→ **Work task**:
Reproduce the entries below exactly, but only from the line containing "the initial energy." to the line containing "inner.rho += &outer.rho;", inclusive.

=== Begin Enclosure ===

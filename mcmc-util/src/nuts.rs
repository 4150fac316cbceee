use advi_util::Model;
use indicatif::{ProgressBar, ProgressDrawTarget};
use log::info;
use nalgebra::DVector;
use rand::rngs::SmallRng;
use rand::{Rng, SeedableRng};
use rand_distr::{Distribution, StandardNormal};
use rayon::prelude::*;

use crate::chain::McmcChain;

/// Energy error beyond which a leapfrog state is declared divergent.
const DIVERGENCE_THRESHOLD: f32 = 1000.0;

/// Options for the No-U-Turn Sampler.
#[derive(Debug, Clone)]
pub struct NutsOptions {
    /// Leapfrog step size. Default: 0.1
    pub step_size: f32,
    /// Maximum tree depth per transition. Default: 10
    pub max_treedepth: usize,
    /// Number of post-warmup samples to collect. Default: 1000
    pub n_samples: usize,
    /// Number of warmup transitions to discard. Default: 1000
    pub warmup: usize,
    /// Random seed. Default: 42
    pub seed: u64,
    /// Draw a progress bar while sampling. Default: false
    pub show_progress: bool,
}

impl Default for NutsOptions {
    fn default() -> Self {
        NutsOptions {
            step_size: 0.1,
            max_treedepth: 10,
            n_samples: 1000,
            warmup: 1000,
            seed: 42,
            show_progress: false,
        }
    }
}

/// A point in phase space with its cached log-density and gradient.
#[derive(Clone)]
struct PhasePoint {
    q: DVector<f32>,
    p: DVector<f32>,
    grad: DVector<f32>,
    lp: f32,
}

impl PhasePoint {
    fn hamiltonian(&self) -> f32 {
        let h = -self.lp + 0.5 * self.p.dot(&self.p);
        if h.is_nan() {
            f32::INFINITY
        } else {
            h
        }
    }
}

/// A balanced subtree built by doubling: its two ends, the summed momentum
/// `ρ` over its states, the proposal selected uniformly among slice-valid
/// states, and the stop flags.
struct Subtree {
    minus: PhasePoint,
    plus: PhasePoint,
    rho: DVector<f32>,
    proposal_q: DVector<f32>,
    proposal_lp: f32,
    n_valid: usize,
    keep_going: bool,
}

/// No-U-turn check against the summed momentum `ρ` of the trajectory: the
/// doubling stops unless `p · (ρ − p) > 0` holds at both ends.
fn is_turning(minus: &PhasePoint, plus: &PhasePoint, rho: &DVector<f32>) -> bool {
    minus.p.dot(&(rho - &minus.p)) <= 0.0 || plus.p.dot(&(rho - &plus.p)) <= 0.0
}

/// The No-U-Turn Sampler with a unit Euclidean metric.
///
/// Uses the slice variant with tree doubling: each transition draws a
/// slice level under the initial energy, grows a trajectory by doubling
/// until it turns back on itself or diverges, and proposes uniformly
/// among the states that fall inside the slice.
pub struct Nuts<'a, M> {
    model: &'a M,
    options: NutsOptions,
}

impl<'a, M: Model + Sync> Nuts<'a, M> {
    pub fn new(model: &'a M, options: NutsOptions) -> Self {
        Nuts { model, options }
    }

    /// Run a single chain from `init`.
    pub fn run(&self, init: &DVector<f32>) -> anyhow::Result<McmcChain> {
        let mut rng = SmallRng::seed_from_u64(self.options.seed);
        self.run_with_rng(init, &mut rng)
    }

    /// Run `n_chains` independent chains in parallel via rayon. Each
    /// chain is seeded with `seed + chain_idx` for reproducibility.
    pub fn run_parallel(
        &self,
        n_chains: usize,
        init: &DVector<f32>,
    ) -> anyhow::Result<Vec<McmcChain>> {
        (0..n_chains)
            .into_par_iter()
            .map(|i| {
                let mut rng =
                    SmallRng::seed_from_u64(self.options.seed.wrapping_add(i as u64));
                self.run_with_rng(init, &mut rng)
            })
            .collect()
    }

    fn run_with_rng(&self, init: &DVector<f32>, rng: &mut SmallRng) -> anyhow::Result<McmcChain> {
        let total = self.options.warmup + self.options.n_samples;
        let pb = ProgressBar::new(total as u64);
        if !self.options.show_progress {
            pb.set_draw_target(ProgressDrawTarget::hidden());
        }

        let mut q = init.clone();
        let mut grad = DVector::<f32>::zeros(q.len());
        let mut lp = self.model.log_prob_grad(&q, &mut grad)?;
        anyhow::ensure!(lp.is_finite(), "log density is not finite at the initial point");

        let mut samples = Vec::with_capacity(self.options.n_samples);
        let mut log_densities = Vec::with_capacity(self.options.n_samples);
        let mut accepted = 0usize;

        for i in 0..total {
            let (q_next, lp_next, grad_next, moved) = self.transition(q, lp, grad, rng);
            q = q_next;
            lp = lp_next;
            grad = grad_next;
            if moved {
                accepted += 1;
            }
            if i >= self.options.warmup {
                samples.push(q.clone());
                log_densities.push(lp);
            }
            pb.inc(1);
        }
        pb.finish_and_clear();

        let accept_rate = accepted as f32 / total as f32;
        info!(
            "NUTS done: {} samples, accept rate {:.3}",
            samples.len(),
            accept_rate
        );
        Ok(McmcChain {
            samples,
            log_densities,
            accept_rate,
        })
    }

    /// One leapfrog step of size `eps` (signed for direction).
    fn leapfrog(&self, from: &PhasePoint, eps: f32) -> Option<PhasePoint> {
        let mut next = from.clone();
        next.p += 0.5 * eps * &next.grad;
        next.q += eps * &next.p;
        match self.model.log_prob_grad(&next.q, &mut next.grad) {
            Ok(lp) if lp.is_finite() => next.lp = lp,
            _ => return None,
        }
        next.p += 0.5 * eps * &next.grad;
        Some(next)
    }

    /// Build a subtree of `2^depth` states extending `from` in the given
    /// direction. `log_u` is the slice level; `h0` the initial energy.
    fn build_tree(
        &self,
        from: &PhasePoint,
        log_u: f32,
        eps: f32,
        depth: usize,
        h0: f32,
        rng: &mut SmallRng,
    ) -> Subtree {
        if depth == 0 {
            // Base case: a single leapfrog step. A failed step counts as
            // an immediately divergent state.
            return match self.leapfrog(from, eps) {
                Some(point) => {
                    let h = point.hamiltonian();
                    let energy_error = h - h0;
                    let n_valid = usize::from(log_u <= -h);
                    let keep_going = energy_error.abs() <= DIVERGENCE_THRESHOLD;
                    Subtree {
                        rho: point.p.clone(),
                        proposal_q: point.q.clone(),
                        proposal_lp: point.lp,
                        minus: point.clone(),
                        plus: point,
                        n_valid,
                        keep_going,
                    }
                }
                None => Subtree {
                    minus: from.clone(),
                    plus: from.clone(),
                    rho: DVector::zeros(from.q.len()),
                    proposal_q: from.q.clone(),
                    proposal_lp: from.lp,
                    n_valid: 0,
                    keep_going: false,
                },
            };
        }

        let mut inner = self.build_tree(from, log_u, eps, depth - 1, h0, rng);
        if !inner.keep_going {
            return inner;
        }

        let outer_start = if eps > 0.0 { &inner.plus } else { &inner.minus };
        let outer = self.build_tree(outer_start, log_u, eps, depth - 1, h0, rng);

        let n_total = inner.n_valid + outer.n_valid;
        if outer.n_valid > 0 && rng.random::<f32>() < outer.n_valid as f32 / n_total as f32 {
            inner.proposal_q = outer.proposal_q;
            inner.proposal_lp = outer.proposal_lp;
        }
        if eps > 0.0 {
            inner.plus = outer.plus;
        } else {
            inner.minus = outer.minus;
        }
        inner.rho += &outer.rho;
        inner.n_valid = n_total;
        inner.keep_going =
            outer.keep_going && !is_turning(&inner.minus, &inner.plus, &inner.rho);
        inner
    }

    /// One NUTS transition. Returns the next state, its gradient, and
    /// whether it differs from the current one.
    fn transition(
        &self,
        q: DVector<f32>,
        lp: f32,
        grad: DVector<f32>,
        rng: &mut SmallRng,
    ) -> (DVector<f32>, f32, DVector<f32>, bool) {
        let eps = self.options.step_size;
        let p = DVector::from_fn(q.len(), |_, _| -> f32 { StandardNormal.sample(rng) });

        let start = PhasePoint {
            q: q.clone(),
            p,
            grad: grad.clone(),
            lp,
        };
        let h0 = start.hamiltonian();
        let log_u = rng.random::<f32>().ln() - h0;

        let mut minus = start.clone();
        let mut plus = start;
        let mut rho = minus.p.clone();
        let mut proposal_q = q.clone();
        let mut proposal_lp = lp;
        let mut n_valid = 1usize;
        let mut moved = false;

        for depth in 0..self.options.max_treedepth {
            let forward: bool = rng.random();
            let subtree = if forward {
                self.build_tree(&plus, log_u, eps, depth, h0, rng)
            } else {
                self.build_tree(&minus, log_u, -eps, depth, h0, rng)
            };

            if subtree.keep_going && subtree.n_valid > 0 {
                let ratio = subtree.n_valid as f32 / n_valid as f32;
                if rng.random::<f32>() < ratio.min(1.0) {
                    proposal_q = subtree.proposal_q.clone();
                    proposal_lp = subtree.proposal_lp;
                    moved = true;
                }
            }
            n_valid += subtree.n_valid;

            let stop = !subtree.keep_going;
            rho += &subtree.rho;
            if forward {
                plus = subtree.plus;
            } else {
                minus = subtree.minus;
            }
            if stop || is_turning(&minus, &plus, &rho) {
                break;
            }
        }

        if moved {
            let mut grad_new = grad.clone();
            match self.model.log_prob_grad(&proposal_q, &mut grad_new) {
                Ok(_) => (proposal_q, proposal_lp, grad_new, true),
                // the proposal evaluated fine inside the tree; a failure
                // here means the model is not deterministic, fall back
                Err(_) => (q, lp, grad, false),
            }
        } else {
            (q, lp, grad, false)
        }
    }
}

=== End Enclosure ===

→ **Response box**:
    /// direction. `log_u` is the slice level; `h0` the initial energy.
    fn build_tree(
        &self,
        from: &PhasePoint,
        log_u: f32,
        eps: f32,
        depth: usize,
        h0: f32,
        rng: &mut SmallRng,
    ) -> Subtree {
        if depth == 0 {
            // Base case: a single leapfrog step. A failed step counts as
            // an immediately divergent state.
            return match self.leapfrog(from, eps) {
                Some(point) => {
                    let h = point.hamiltonian();
                    let energy_error = h - h0;
                    let n_valid = usize::from(log_u <= -h);
                    let keep_going = energy_error.abs() <= DIVERGENCE_THRESHOLD;
                    Subtree {
                        rho: point.p.clone(),
                        proposal_q: point.q.clone(),
                        proposal_lp: point.lp,
                        minus: point.clone(),
                        plus: point,
                        n_valid,
                        keep_going,
                    }
                }
                None => Subtree {
                    minus: from.clone(),
                    plus: from.clone(),
                    rho: DVector::zeros(from.q.len()),
                    proposal_q: from.q.clone(),
                    proposal_lp: from.lp,
                    n_valid: 0,
                    keep_going: false,
                },
            };
        }

        let mut inner = self.build_tree(from, log_u, eps, depth - 1, h0, rng);
        if !inner.keep_going {
            return inner;
        }

        let outer_start = if eps > 0.0 { &inner.plus } else { &inner.minus };
        let outer = self.build_tree(outer_start, log_u, eps, depth - 1, h0, rng);

        let n_total = inner.n_valid + outer.n_valid;
        if outer.n_valid > 0 && rng.random::<f32>() < outer.n_valid as f32 / n_total as f32 {
            inner.proposal_q = outer.proposal_q;
            inner.proposal_lp = outer.proposal_lp;
        }
        if eps > 0.0 {
            inner.plus = outer.plus;
        } else {
            inner.minus = outer.minus;
        }
        inner.rho += &outer.rho;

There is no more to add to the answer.